Work required
Copy every line that holds the string "filename" from the data below.

Data supplied
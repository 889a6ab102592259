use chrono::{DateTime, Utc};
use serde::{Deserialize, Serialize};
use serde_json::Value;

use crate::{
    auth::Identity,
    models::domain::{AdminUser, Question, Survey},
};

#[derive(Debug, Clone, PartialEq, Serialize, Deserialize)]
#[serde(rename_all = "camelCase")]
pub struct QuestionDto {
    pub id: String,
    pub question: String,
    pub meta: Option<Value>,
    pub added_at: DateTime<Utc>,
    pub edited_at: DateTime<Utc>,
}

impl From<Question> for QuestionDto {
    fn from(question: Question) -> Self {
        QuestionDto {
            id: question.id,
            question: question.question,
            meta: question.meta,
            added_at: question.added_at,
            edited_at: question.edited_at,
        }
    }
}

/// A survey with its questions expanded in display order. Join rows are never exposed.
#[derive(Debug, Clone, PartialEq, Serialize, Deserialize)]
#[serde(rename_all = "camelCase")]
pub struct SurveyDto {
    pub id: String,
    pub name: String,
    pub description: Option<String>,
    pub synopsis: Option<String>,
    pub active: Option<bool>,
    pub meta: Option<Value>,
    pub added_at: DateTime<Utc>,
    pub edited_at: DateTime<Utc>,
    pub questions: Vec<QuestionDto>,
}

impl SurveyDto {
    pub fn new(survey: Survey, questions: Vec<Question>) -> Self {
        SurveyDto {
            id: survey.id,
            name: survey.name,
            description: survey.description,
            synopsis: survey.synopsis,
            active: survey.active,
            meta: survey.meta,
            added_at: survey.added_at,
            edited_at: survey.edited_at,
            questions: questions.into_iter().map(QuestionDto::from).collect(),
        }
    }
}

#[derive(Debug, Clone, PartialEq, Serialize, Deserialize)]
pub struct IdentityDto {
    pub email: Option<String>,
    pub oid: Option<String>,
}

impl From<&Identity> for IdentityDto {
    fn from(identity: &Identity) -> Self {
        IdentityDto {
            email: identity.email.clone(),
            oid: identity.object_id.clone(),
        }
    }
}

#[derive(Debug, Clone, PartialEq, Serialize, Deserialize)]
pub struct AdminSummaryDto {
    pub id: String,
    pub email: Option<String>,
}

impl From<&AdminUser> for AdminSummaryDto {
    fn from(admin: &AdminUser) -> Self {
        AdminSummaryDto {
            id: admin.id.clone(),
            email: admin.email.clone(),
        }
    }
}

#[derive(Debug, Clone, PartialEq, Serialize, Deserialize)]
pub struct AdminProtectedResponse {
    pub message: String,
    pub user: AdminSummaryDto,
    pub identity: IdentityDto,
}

* * *

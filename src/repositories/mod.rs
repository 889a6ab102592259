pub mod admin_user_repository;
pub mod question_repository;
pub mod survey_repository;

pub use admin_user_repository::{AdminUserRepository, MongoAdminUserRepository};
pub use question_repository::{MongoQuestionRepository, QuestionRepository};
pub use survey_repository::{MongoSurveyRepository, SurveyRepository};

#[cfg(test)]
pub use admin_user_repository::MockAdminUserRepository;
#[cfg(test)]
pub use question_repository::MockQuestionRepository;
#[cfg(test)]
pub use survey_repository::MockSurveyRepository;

...

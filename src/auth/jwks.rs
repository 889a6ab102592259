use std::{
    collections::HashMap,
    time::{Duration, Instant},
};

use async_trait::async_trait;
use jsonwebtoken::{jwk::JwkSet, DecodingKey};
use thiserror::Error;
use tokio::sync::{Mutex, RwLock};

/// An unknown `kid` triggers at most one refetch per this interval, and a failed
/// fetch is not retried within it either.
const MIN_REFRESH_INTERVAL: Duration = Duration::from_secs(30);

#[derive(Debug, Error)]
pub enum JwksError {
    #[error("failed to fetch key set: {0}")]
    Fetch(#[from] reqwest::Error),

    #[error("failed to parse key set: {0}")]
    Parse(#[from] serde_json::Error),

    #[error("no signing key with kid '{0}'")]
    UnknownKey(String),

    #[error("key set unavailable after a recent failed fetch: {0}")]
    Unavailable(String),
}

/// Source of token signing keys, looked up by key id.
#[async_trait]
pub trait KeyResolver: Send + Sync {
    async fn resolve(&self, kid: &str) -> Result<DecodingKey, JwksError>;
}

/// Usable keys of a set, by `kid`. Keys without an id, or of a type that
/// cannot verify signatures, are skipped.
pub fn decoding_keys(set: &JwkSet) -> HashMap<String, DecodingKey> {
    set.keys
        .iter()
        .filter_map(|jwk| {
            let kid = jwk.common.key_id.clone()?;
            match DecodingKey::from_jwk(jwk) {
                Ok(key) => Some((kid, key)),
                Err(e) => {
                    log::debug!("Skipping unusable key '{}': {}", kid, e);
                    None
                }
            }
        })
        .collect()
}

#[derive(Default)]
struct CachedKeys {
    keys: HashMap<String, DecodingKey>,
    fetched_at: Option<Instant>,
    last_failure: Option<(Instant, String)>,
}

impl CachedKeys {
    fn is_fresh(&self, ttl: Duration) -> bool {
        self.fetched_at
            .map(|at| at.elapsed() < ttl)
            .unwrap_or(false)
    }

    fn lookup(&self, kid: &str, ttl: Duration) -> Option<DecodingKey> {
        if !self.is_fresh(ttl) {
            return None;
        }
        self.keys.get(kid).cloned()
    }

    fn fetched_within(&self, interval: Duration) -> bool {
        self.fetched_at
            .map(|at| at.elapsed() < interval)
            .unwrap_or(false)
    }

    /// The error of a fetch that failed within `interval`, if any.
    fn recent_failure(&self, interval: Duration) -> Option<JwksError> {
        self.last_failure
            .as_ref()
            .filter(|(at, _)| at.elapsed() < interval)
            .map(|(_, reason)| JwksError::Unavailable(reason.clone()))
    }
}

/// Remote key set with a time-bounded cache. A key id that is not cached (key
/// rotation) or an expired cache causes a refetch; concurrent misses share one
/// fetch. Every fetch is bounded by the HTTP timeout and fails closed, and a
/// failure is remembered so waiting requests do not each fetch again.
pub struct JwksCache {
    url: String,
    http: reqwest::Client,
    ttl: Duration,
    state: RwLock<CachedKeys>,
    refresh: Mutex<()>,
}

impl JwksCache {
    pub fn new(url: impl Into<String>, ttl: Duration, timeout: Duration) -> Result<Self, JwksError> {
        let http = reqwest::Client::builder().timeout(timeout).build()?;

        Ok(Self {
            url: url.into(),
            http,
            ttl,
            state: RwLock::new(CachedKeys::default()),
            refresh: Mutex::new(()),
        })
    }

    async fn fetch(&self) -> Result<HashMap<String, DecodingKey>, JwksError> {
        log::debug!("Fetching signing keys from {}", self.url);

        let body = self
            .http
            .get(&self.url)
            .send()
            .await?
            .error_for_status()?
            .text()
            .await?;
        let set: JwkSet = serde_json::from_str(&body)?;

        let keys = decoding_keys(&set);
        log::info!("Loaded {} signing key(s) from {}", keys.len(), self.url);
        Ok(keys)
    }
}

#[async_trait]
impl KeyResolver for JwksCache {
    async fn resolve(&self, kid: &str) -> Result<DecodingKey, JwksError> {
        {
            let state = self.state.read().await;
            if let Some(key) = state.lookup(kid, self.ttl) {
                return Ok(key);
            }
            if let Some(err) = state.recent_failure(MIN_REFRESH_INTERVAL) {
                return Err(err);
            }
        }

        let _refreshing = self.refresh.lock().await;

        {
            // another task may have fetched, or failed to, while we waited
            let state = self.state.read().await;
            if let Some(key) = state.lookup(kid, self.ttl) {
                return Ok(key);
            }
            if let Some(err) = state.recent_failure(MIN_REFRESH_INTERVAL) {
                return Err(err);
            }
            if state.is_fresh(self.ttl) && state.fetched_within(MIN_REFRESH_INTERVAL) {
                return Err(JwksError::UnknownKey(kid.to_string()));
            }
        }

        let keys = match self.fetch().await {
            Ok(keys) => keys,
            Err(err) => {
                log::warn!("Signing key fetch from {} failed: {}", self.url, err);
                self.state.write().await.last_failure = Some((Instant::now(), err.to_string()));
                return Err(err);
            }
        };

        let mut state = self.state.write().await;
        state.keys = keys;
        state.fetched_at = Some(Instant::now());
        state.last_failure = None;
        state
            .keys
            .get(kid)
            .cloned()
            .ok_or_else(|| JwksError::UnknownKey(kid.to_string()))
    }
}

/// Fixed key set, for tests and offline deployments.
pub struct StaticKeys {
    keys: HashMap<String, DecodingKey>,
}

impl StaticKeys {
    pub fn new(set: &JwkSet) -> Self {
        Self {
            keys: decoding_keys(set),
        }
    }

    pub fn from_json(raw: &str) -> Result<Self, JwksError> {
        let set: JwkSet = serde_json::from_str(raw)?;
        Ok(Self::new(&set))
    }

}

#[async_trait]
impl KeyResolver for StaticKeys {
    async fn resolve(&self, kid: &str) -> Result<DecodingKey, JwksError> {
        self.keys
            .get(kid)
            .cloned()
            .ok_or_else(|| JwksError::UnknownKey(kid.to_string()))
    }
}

Solution
filename src/repositories/mod.rs
filename src/auth/jwks.rs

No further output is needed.